14 February 2008

Smells and Memory

NY Times article about the perfume market and the move away from artificial scents, scent fatigue and going scentless. An interesting article that made me think about how smells and scents can trigger memories.

Today is pretty damn cold, not like a couple weeks ago, but cold nevertheless. I woke up after a dream of walking down a hot road, smelling the heat rising off of the paved surface. Ringo Starr was at our house in the dream. Abelisto was discussing photography with him.

The smell of hot road tar takes me back to the summer that I was 10. My grandmother had a cabin at a resort at Dietz lake in Clay county in Indiana for a few summers and that year we spent almost the entire summer at the lake. At some point during the summer they tarred the gravel road that ran in front (and in back) of our cabin - I am guessing it was to keep the dust down, or something. Anyway, it meant that our cars got tar speckled, our bikes got gummed up with it, and our bare feet were black-bottomed since the southern Indiana summer heat kept the tar hovering in that magical state somewhere between a liquid and a solid.

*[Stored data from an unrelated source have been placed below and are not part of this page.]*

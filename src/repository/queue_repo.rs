// ==========================================
// 供应链网络优化系统 - 运行队列仓储
// ==========================================
// 红线: Repository 不含业务逻辑
// ==========================================
// 职责: run_queue 表的入队/认领/完成/滞留回收
// 语义: 至少一次执行 (认领后进程消失的任务可被回收重投)
// ==========================================

use crate::db::open_sqlite_connection;
use crate::repository::error::{RepositoryError, RepositoryResult};
use rusqlite::{params, Connection, OptionalExtension};
use std::sync::{Arc, Mutex};

// ==========================================
// QueueTask - 队列任务
// ==========================================
#[derive(Debug, Clone)]
pub struct QueueTask {
    pub queue_id: i64,      // 队列项ID
    pub run_id: String,     // 关联运行
    pub attempts: i32,      // 已尝试次数 (认领即计数)
}

// ==========================================
// RunQueueRepository - 运行队列仓储
// ==========================================
pub struct RunQueueRepository {
    conn: Arc<Mutex<Connection>>,
}

impl RunQueueRepository {
    /// 创建新的 RunQueueRepository 实例
    ///
    /// # 参数
    /// - db_path: 数据库文件路径
    pub fn new(db_path: &str) -> RepositoryResult<Self> {
        let conn = open_sqlite_connection(db_path)?;
        Ok(Self {
            conn: Arc::new(Mutex::new(conn)),
        })
    }

    /// 从已有连接创建仓储实例
    pub fn from_connection(conn: Arc<Mutex<Connection>>) -> Self {
        Self { conn }
    }

    /// 获取数据库连接
    fn get_conn(&self) -> RepositoryResult<std::sync::MutexGuard<Connection>> {
        self.conn
            .lock()
            .map_err(|e| RepositoryError::LockError(e.to_string()))
    }

    /// 入队一个运行任务
    ///
    /// # 返回
    /// - Ok(i64): 队列项ID
    pub fn enqueue(&self, run_id: &str) -> RepositoryResult<i64> {
        let conn = self.get_conn()?;
        conn.execute(
            "INSERT INTO run_queue (run_id, status) VALUES (?1, 'PENDING')",
            params![run_id],
        )?;
        Ok(conn.last_insert_rowid())
    }

    /// 认领最早的 PENDING 任务 (认领即置 CLAIMED 并计数)
    ///
    /// # 参数
    /// - worker_id: 工作单元标识
    ///
    /// # 返回
    /// - Ok(Some(QueueTask)): 认领成功
    /// - Ok(None): 队列为空
    ///
    /// # 说明
    /// - 事务内 SELECT + UPDATE, 多工作单元并发认领互不重复
    pub fn claim_next(&self, worker_id: &str) -> RepositoryResult<Option<QueueTask>> {
        let conn = self.get_conn()?;
        let tx = conn.unchecked_transaction()?;

        let candidate: Option<(i64, String, i32)> = tx
            .query_row(
                r#"
                SELECT queue_id, run_id, attempts
                FROM run_queue
                WHERE status = 'PENDING'
                ORDER BY enqueued_at ASC, queue_id ASC
                LIMIT 1
                "#,
                [],
                |row| Ok((row.get(0)?, row.get(1)?, row.get(2)?)),
            )
            .optional()?;

        let task = match candidate {
            Some((queue_id, run_id, attempts)) => {
                tx.execute(
                    r#"
                    UPDATE run_queue
                    SET status = 'CLAIMED',
                        claimed_at = datetime('now'),
                        claimed_by = ?1,
                        attempts = attempts + 1
                    WHERE queue_id = ?2
                    "#,
                    params![worker_id, queue_id],
                )?;
                Some(QueueTask {
                    queue_id,
                    run_id,
                    attempts: attempts + 1,
                })
            }
            None => None,
        };

        tx.commit()?;
        Ok(task)
    }

    /// 将任务标记为 DONE
    pub fn mark_done(&self, queue_id: i64) -> RepositoryResult<()> {
        let conn = self.get_conn()?;
        let updated = conn.execute(
            "UPDATE run_queue SET status = 'DONE' WHERE queue_id = ?1",
            params![queue_id],
        )?;
        if updated == 0 {
            return Err(RepositoryError::NotFound {
                entity: "QueueTask".to_string(),
                id: queue_id.to_string(),
            });
        }
        Ok(())
    }

    /// 回收滞留的 CLAIMED 任务 (认领时间早于给定秒数)
    ///
    /// # 返回
    /// - Ok(usize): 重投为 PENDING 的任务数
    pub fn requeue_stale(&self, older_than_secs: i64) -> RepositoryResult<usize> {
        let conn = self.get_conn()?;
        let count = conn.execute(
            r#"
            UPDATE run_queue
            SET status = 'PENDING', claimed_at = NULL, claimed_by = NULL
            WHERE status = 'CLAIMED'
              AND claimed_at < datetime('now', '-' || ?1 || ' seconds')
            "#,
            params![older_than_secs],
        )?;
        Ok(count)
    }

    /// 统计 PENDING 任务数
    pub fn pending_count(&self) -> RepositoryResult<i64> {
        let conn = self.get_conn()?;
        let count = conn.query_row(
            "SELECT COUNT(*) FROM run_queue WHERE status = 'PENDING'",
            [],
            |row| row.get(0),
        )?;
        Ok(count)
    }
}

Dietz Lake Resort, somewhere in Clay county, Indiana


I do not remember how many summers we owned the cabin. Before those summers we had usually rented a cabin, so all the years sort of run together. The years we rented we would just go for two or three weeks sometime during the summer. In July, I think. The years that we owned the cabin we would start going as soon as the nights became warm enough to sleep without heat. We would usually go to the cabin sometime in late March or early April to check out how well the cabin had faired over the winter. We would get the water turned back on and give the cabin a great scrub down. My mother would plant new annual flowers around the doorway and trim back the perennials. My father and I would clean the outdoor fire pit, cut back the weeds and trim the tree. Once my mother tried to pour gasoline on a smoldering fire in the pit and rather than igniting the trash and yarn trimmings in the pit, the flames followed the stream of gasoline up to the can in her hand. We were lucky. All she ended up with were minor burns and singed eyebrows and hair.

The spot where Grandma's cabin was inside the loop, just
below the large, dark-roofed cabin. It does not seem to
be there any longer - unless of course, my memories are wrong
and the large dark-roofed cabin is the one that was ours.

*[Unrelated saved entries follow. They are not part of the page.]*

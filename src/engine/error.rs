// ==========================================
// 供应链网络优化系统 - 引擎层错误类型
// ==========================================
// 工具: thiserror 派生宏
// 传播策略: 所有阶段错误在运行编排器边界被捕获并转为 FAILED,
//           不向编排器之外再抛出
// ==========================================

use crate::domain::types::SolveStatus;
use thiserror::Error;

/// 引擎层错误类型
#[derive(Error, Debug)]
pub enum OptimizeError {
    /// 参考表不可达或缺失/为空 (不在本层重试)
    #[error("参考数据不可用: {0}")]
    DataUnavailable(String),

    /// 求解器非最优终态 (如需求超过总产能) —
    /// 属预期业务结果, 不是程序错误
    #[error("求解器未达最优: status={status}")]
    NotOptimal { status: SolveStatus },

    /// 模型构建内部不变式被破坏 (如成本查找缺失),
    /// 指向参考数据质量问题
    #[error("模型配置错误: {0}")]
    Configuration(String),

    /// 结果或状态写入失败
    #[error("结果持久化失败: {0}")]
    Persistence(String),
}

/// Result 类型别名
pub type OptimizeResult<T> = Result<T, OptimizeError>;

I think the cabin was maybe 24 x 30 feet in dimension. I cannot really remember. Next time I go to Indiana I need to see if any other photos exist in the family albums of the cabin or the lake.

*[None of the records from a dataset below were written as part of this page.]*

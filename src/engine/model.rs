// ==========================================
// 供应链网络优化系统 - 模型构建器
// ==========================================
// 依据: Network_Optimizer_Design_v0.2.md - 4.2 变量与约束体系
// 职责: 纯函数式地从参考数据推导决策变量与约束, 无副作用无 I/O
// 红线: 缺失 (通道, 产品) 组合按零流量处理, 是稀疏建模规则,
//       绝不展开为全设施对的稠密模型
// ==========================================

use crate::domain::network::ReferenceData;
use good_lp::{constraint, variable, variables, Constraint, Expression, ProblemVariables, Variable};
use std::collections::BTreeMap;

/// 生产变量键: (工厂ID, 产品ID)
pub type ProductionKey = (String, String);

/// 运输变量键: (起点设施ID, 终点ID, 产品ID)
pub type ShipmentKey = (String, String, String);

// ==========================================
// LabeledConstraint - 带诊断标签的约束
// ==========================================
// 标签格式:
// - flow_balance_{warehouse}_{product}
// - prod_balance_{plant}_{product}
// - demand_{customer}_{product}
pub struct LabeledConstraint {
    pub label: String,
    pub constraint: Constraint,
}

// ==========================================
// NetworkModel - 一次运行的网络流模型
// ==========================================
pub struct NetworkModel {
    pub variables: ProblemVariables,
    pub production_vars: BTreeMap<ProductionKey, Variable>,
    pub shipment_vars: BTreeMap<ShipmentKey, Variable>,
    pub constraints: Vec<LabeledConstraint>,
    pub demand: BTreeMap<(String, String), f64>,
}

// ==========================================
// ModelBuilder - 模型构建器
// ==========================================
pub struct ModelBuilder;

impl ModelBuilder {
    /// 从参考数据构建变量与约束
    ///
    /// # 变量构建
    /// - 生产变量: 工厂 × 产品 全叉积, 界 [0, capacity_units]。
    ///   不会生产的组合在最优解中自然为零, 以换取构建逻辑的简单正确
    /// - 运输变量: 通道行 × 产品, 界 [0, +inf)。
    ///   稀疏性跟随通道表, 不做全设施对叉积;
    ///   重复 (起点, 终点) 通道行共享同一变量
    ///
    /// # 边界策略
    /// - 产品总产能为零且需求为正 => 模型不可行,
    ///   由求解器报非最优状态, 不是本层错误
    pub fn build(data: &ReferenceData) -> NetworkModel {
        let mut vars = variables!();

        // ==========================================
        // 生产变量
        // ==========================================
        let mut production_vars: BTreeMap<ProductionKey, Variable> = BTreeMap::new();
        for plant in data.plants() {
            for product in &data.products {
                let var = vars.add(
                    variable()
                        .min(0.0)
                        .max(plant.production_upper_bound())
                        .name(format!("prod_{}_{}", plant.facility_id, product.product_id)),
                );
                production_vars.insert(
                    (plant.facility_id.clone(), product.product_id.clone()),
                    var,
                );
            }
        }

        // ==========================================
        // 运输变量
        // ==========================================
        let mut shipment_vars: BTreeMap<ShipmentKey, Variable> = BTreeMap::new();
        for lane in &data.lanes {
            for product in &data.products {
                let key = (
                    lane.origin_facility_id.clone(),
                    lane.destination_id.clone(),
                    product.product_id.clone(),
                );
                if shipment_vars.contains_key(&key) {
                    continue;
                }
                let var = vars.add(variable().min(0.0).name(format!(
                    "ship_{}_{}_{}",
                    lane.origin_facility_id, lane.destination_id, product.product_id
                )));
                shipment_vars.insert(key, var);
            }
        }

        // ==========================================
        // 需求聚合: (客户, 产品) 求和
        // ==========================================
        let demand = aggregate_demand(data);
        let customers = data.customer_ids();

        let mut constraints = Vec::new();

        // ==========================================
        // 流平衡约束: 每 (仓库, 产品), 入流 == 出流
        // ==========================================
        for warehouse in data.warehouses() {
            for product in &data.products {
                let inflow = data.facilities.iter().fold(
                    Expression::from(0.0),
                    |acc, origin| {
                        match shipment_vars.get(&(
                            origin.facility_id.clone(),
                            warehouse.facility_id.clone(),
                            product.product_id.clone(),
                        )) {
                            Some(var) => acc + *var,
                            None => acc, // 无通道 => 零流量
                        }
                    },
                );
                let outflow = customers.iter().fold(Expression::from(0.0), |acc, customer| {
                    match shipment_vars.get(&(
                        warehouse.facility_id.clone(),
                        customer.clone(),
                        product.product_id.clone(),
                    )) {
                        Some(var) => acc + *var,
                        None => acc,
                    }
                });
                constraints.push(LabeledConstraint {
                    label: format!(
                        "flow_balance_{}_{}",
                        warehouse.facility_id, product.product_id
                    ),
                    constraint: constraint::eq(inflow, outflow),
                });
            }
        }

        // ==========================================
        // 产量平衡约束: 每 (工厂, 产品), 生产量 == 对所有仓库的出货量
        // ==========================================
        for plant in data.plants() {
            for product in &data.products {
                let produced = match production_vars
                    .get(&(plant.facility_id.clone(), product.product_id.clone()))
                {
                    Some(var) => Expression::from(*var),
                    None => Expression::from(0.0),
                };
                let shipped_out = data.warehouses().fold(
                    Expression::from(0.0),
                    |acc, warehouse| {
                        match shipment_vars.get(&(
                            plant.facility_id.clone(),
                            warehouse.facility_id.clone(),
                            product.product_id.clone(),
                        )) {
                            Some(var) => acc + *var,
                            None => acc,
                        }
                    },
                );
                constraints.push(LabeledConstraint {
                    label: format!(
                        "prod_balance_{}_{}",
                        plant.facility_id, product.product_id
                    ),
                    constraint: constraint::eq(produced, shipped_out),
                });
            }
        }

        // ==========================================
        // 需求约束: 每正需求 (客户, 产品), 仓库入流 >= 需求量
        // 允许超额满足, 不要求恰好等于
        // ==========================================
        for ((customer, product_id), quantity) in &demand {
            if *quantity <= 0.0 {
                continue;
            }
            let inflow = data.warehouses().fold(Expression::from(0.0), |acc, warehouse| {
                match shipment_vars.get(&(
                    warehouse.facility_id.clone(),
                    customer.clone(),
                    product_id.clone(),
                )) {
                    Some(var) => acc + *var,
                    None => acc,
                }
            });
            constraints.push(LabeledConstraint {
                label: format!("demand_{}_{}", customer, product_id),
                constraint: constraint::geq(inflow, Expression::from(*quantity)),
            });
        }

        NetworkModel {
            variables: vars,
            production_vars,
            shipment_vars,
            constraints,
            demand,
        }
    }
}

/// 按 (customer_id, product_id) 求和聚合订单为需求
pub fn aggregate_demand(data: &ReferenceData) -> BTreeMap<(String, String), f64> {
    let mut demand: BTreeMap<(String, String), f64> = BTreeMap::new();
    for order in &data.orders {
        *demand
            .entry((order.customer_id.clone(), order.product_id.clone()))
            .or_insert(0.0) += order.quantity_ordered;
    }
    demand
}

I seem to remember (and the one photograph I have confirms this) that the cabin had windows all the way around the perimeter of the structure. I think it had a great room, a bedroom or two and a kitchen. It did not have bathing or toilet facilities. There was a central, permanent outhouse just down the road. The main beach house had showers, but who needed them when there was a gorgeous lake to swim in everyday.

Dad & Grandma Emy (his mom) at Grandma Johnston's Dietz Lake cabin.


As soon as school ended for the year we would pack up our summer clothes, fishing gear, bicycles, the two dogs, the cat and a whole bunch of food and stuffed it all in the VW van and head off to Dietz Lake. It always seemed like it took hours to get there, but I think it was really not all that far from our home.

We would spend the summer fishing and swimming and riding our bicycles around the lake. There does not seem to be one now, but there was a pedestrian bridge over the stream at the north end of the lake when we went there. You could ride all the way around the lake if you wanted to. It took about an hour and a half to make the circuit.

Sometimes it was just my immediate family that stayed there - minus of course my dad, he had to work and would come there on the weekends to be with us - but most often it was my grandmother, my family and my aunt Rosie's family. That made for 3 adults and 6 kids between the ages of 6 months and 12 years old.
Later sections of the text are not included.